I usually try to avoid calling out specific researchers when I discuss problems in research. I’m making an exception here, because it’s hard to discuss this topic without going into the details. This is not an invitation to harass these individuals. They made a mistake, and have hopefully learnt from it. Mistaken research gets published all the time. That’s why we make more of it.
There aren’t a lot of good quality data sets available for social media research. A group of researchers thought that scraping the growing social media, Mastodon, would solve that problem.1 So they collected all the posts available in English on all Mastodon servers they could, and published the data set as part of a conference paper. That conference paper also applied their data, exploring how content warnings are used on Mastodon and arguing that their analysis shows what is “appropriate” on Mastodon. Unfortunately, they got both the data collection and the analysis wrong.

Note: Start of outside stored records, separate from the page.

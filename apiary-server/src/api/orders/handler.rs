//! Order API Handlers

use axum::extract::State;
use http::HeaderMap;
use shared::error::{ApiResponse, AppError, AppResult};
use shared::models::{Order, OrderCreate, OrderCreated, OrderUpdate};

use crate::api::extract::{AppJson, AppPath};
use crate::auth::CurrentUser;
use crate::core::ServerState;
use crate::maintenance;
use crate::orders::{self, OrderRef};
use crate::utils::{ok, ok_with_message};

/// Client supplied replay key for checkout
pub const IDEMPOTENCY_KEY_HEADER: &str = "idempotency-key";

/// Longest accepted idempotency key
const MAX_IDEMPOTENCY_KEY_LEN: usize = 200;

fn idempotency_key(headers: &HeaderMap) -> AppResult<Option<String>> {
    let Some(value) = headers.get(IDEMPOTENCY_KEY_HEADER) else {
        return Ok(None);
    };
    let key = value
        .to_str()
        .map_err(|_| AppError::invalid_request("Idempotency-Key must be visible ASCII"))?
        .trim();
    if key.len() > MAX_IDEMPOTENCY_KEY_LEN {
        return Err(AppError::invalid_request("Idempotency-Key is too long"));
    }
    Ok(Some(key.to_string()).filter(|k| !k.is_empty()))
}

fn parse_ref(raw: &str) -> OrderRef {
    let Ok(reference) = raw.parse::<OrderRef>();
    reference
}

/// GET /api/orders - newest first
pub async fn list(
    State(state): State<ServerState>,
    _admin: CurrentUser,
) -> AppResult<ApiResponse<Vec<Order>>> {
    Ok(ok(orders::list_orders(&state.pool).await?))
}

/// POST /api/orders - checkout
pub async fn create(
    State(state): State<ServerState>,
    headers: HeaderMap,
    AppJson(payload): AppJson<OrderCreate>,
) -> AppResult<ApiResponse<OrderCreated>> {
    let key = idempotency_key(&headers)?;
    let created = orders::create_order(&state.pool, payload, key.as_deref()).await?;
    let message = format!("Order {} created", created.order.number);
    Ok(ok_with_message(message, created))
}

/// GET /api/orders/{reference}
pub async fn get_by_ref(
    State(state): State<ServerState>,
    _admin: CurrentUser,
    AppPath(reference): AppPath<String>,
) -> AppResult<ApiResponse<Order>> {
    let order = orders::get_order(&state.pool, &parse_ref(&reference)).await?;
    Ok(ok(order))
}

/// PUT /api/orders/{reference} - status / notes / payment method
pub async fn update(
    State(state): State<ServerState>,
    admin: CurrentUser,
    AppPath(reference): AppPath<String>,
    AppJson(payload): AppJson<OrderUpdate>,
) -> AppResult<ApiResponse<Order>> {
    let order = orders::update_order(&state.pool, &parse_ref(&reference), payload).await?;
    tracing::info!(admin_id = admin.id, order_number = %order.number, status = %order.status, "Order updated by admin");
    Ok(ok_with_message("Order updated", order))
}

/// DELETE /api/orders/{reference}
pub async fn delete(
    State(state): State<ServerState>,
    admin: CurrentUser,
    AppPath(reference): AppPath<String>,
) -> AppResult<ApiResponse<()>> {
    let order = orders::delete_order(&state.pool, &parse_ref(&reference)).await?;
    tracing::info!(admin_id = admin.id, order_number = %order.number, "Order deleted by admin");
    Ok(ApiResponse::message(format!("Order {} deleted", order.number)))
}

/// GET /api/orders/lookup/{code} - customer order tracking
pub async fn lookup(
    State(state): State<ServerState>,
    AppPath(code): AppPath<String>,
) -> AppResult<ApiResponse<Order>> {
    let order = maintenance::find_order_by_code(&state.pool, &code).await?;
    Ok(ok(order))
}
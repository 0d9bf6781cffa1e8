//! HTTP status code mapping for error codes

use super::codes::ErrorCode;
use http::StatusCode;

impl ErrorCode {
    /// Get the appropriate HTTP status code for this error code
    pub fn http_status(&self) -> StatusCode {
        match self {
            // Success
            Self::Success => StatusCode::OK,

            // 404 Not Found
            Self::NotFound | Self::OrderNotFound | Self::ProductNotFound => StatusCode::NOT_FOUND,

            // 409 Conflict
            Self::AlreadyExists | Self::OrderDuplicateSubmission => StatusCode::CONFLICT,

            // 401 Unauthorized
            Self::NotAuthenticated
            | Self::InvalidCredentials
            | Self::TokenExpired
            | Self::TokenInvalid
            | Self::AccountDisabled => StatusCode::UNAUTHORIZED,

            // 403 Forbidden
            Self::AdminRequired => StatusCode::FORBIDDEN,

            // 500 Internal Server Error
            Self::Unknown
            | Self::InternalError
            | Self::DatabaseError
            | Self::ConfigError
            | Self::SystemBusy => StatusCode::INTERNAL_SERVER_ERROR,

            // 400 Bad Request (validation and business rule errors)
            Self::ValidationFailed
            | Self::InvalidRequest
            | Self::OrderEmpty
            | Self::OrderCustomerIncomplete
            | Self::ProductInvalidPrice
            | Self::ProductOutOfStock
            | Self::ProductUnavailable => StatusCode::BAD_REQUEST,
        }
    }
}

#[cfg(test)]
mod tests {
    use super::*;

    #[test]
    fn test_success_status() {
        assert_eq!(ErrorCode::Success.http_status(), StatusCode::OK);
    }

    #[test]
    fn test_not_found_status() {
        assert_eq!(ErrorCode::NotFound.http_status(), StatusCode::NOT_FOUND);
        assert_eq!(ErrorCode::OrderNotFound.http_status(), StatusCode::NOT_FOUND);
        assert_eq!(ErrorCode::ProductNotFound.http_status(), StatusCode::NOT_FOUND);
    }

    #[test]
    fn test_business_rule_status() {
        assert_eq!(
            ErrorCode::ProductOutOfStock.http_status(),
            StatusCode::BAD_REQUEST
        );
        assert_eq!(
            ErrorCode::ProductUnavailable.http_status(),
            StatusCode::BAD_REQUEST
        );
        assert_eq!(
            ErrorCode::ValidationFailed.http_status(),
            StatusCode::BAD_REQUEST
        );
    }

    #[test]
    fn test_auth_status() {
        assert_eq!(
            ErrorCode::NotAuthenticated.http_status(),
            StatusCode::UNAUTHORIZED
        );
        assert_eq!(ErrorCode::AdminRequired.http_status(), StatusCode::FORBIDDEN);
    }

    #[test]
    fn test_system_status() {
        assert_eq!(
            ErrorCode::DatabaseError.http_status(),
            StatusCode::INTERNAL_SERVER_ERROR
        );
        assert_eq!(
            ErrorCode::SystemBusy.http_status(),
            StatusCode::INTERNAL_SERVER_ERROR
        );
        assert_eq!(
            ErrorCode::OrderDuplicateSubmission.http_status(),
            StatusCode::CONFLICT
        );
    }
}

Why would good quality, publicly available data sets about social media be rare? Because collecting and sharing them is often either illegal, unethical or both. For example, Twitter’s Terms of Service forbid publicly publishing data sets collected from their service. And privacy laws, like the recent European General Data Protection Regulation, place very strict limits on what can be done with data that includes peoples’ personal information. The researchers in question thought that Mastodon doesn’t have limitations on data use, but they failed to notice that each node they collected data from has their own Terms of Service. Some of them might allow scraping their posts, but some explicitly forbid it. Scraping data from a federated network isn’t easier, it’s more difficult, since each server has its own rules.
There are some requirements that need to be fulfilled before someone can publish a data set. If it includes people, it’s important that those people can’t be recognised, meaning the data has to be anonymised. This is true even if the data was publicly available, unless those people explicitly gave their consent for having their data published out of the original context. Even if I tweet something, I might later want to delete that tweet – but I can’t if someone has already scraped it and placed it in a data set where it might be available forever.2 Of course, nothing stops people with bad intentions from collecting my tweets, but usually one can trust that researchers at least try to act ethically.
It’s really difficult to perfectly anonymise online data. Even if you remove usernames and other identifying information, just having a piece of text is usually enough for finding the original version of that text online. In this case the problem was even worse, since the researchers failed to understand their data and failed to remove identifying information. To their credit, the researchers have since taken down the data set.
The research also failed in its analysis, because the researchers didn’t understand their data or the context of research. They used their data set to analyse what is “appropriate” to post about on Mastodon by seeing what type of posts have content warnings in them. The Mastodon user interface allows users to hide their posts and show a content warning instead. They thought that analysing what type of posts are behind content warnings would tell them what is “appropriate” on Mastodon.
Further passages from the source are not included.